From the material that follows, count the lines with the word "TradeExecutor" in them. Reply with the number only.

__Listed records__
- - - - - - -

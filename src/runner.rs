//! Pipeline runner
//!
//! One pass: fetch universe → fetch balances → evaluate each token in
//! universe order. Tokens are processed strictly one after another so that a
//! single signing key never has two swaps in flight from this process.

use crate::balances::BalanceReader;
use crate::chain::{BalanceSource, SwapRouter};
use crate::config::Config;
use crate::executor::{ExecutorSettings, TradeExecutor, TradeRecord};
use crate::market::MarketData;
use crate::{Error, Result};
use alloy::primitives::Address;
use serde::Serialize;
use tracing::{info, Instrument};
use uuid::Uuid;

/// Externally visible result of one run
#[derive(Debug, Clone, Serialize)]
pub struct RunSummary {
    pub run_id: Uuid,
    pub evaluated: usize,
    pub executed: usize,
    pub skipped: usize,
    pub failed: usize,
    /// One per candidate token, in universe order
    pub records: Vec<TradeRecord>,
}

impl RunSummary {
    fn from_records(run_id: Uuid, records: Vec<TradeRecord>) -> Self {
        let executed = records.iter().filter(|r| r.outcome.is_executed()).count();
        let skipped = records.iter().filter(|r| r.outcome.is_skipped()).count();
        let failed = records.iter().filter(|r| r.outcome.is_failed()).count();
        Self {
            run_id,
            evaluated: records.len(),
            executed,
            skipped,
            failed,
            records,
        }
    }

    /// Human-readable one-liner
    pub fn message(&self) -> String {
        format!(
            "{} tokens evaluated: {} executed, {} skipped, {} failed",
            self.evaluated, self.executed, self.skipped, self.failed
        )
    }
}

/// Drives one end-to-end pass over injected collaborators
pub struct PipelineRunner<'a> {
    config: &'a Config,
    market: &'a dyn MarketData,
    balances: &'a dyn BalanceSource,
    router: &'a dyn SwapRouter,
    wallet: Address,
    dry_run: bool,
}

impl<'a> PipelineRunner<'a> {
    pub fn new(
        config: &'a Config,
        market: &'a dyn MarketData,
        balances: &'a dyn BalanceSource,
        router: &'a dyn SwapRouter,
        wallet: Address,
    ) -> Self {
        Self {
            config,
            market,
            balances,
            router,
            wallet,
            dry_run: false,
        }
    }

    /// Quote and gate but never submit
    pub fn with_dry_run(mut self, dry_run: bool) -> Self {
        self.dry_run = dry_run;
        self
    }

    /// Run the pipeline once. Only a missing universe or native balance is
    /// an error; every per-token problem ends up in the summary.
    pub async fn run(&self) -> Result<RunSummary> {
        let run_id = Uuid::new_v4();
        let span = tracing::info_span!("run", %run_id, dry_run = self.dry_run);
        self.run_inner(run_id).instrument(span).await
    }

    async fn run_inner(&self, run_id: Uuid) -> Result<RunSummary> {
        info!("Starting trade execution");
        let settings = self.settings()?;

        let mut tokens = self
            .market
            .list_top_tokens(self.config.market.page_size, &self.config.market.category)
            .await
            .map_err(|e| Error::fatal(format!("cannot fetch token universe: {}", e)))?;
        let page_size = self.config.market.page_size as usize;
        if tokens.len() > page_size {
            tracing::warn!(
                returned = tokens.len(),
                page_size,
                "Market data returned more tokens than requested, truncating"
            );
            tokens.truncate(page_size);
        }

        let snapshot = BalanceReader::new(self.balances)
            .get_balances(self.wallet, &tokens)
            .await
            .map_err(|e| Error::fatal(format!("cannot fetch balances: {}", e)))?;

        let executor = TradeExecutor::new(self.market, self.router, settings);
        let mut records = Vec::with_capacity(tokens.len());
        for token in &tokens {
            let record = executor.evaluate(token, &snapshot).await;
            info!(symbol = %record.symbol, outcome = %record.outcome, "Token evaluated");
            records.push(record);
        }

        let summary = RunSummary::from_records(run_id, records);
        info!(
            executed = summary.executed,
            skipped = summary.skipped,
            failed = summary.failed,
            "{}",
            summary.message()
        );
        Ok(summary)
    }

    fn settings(&self) -> Result<ExecutorSettings> {
        Ok(ExecutorSettings {
            wallet: self.wallet,
            base_token: self.config.chain.base_token,
            min_profit: self.config.min_profit_wei()?,
            trend_window_days: self.config.strategy.trend_window_days,
            dip_ratio: self.config.strategy.dip_ratio,
            deadline_window: self.config.deadline_window(),
            dry_run: self.dry_run,
        })
    }
}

- - - - - - -

__Exercise output__
2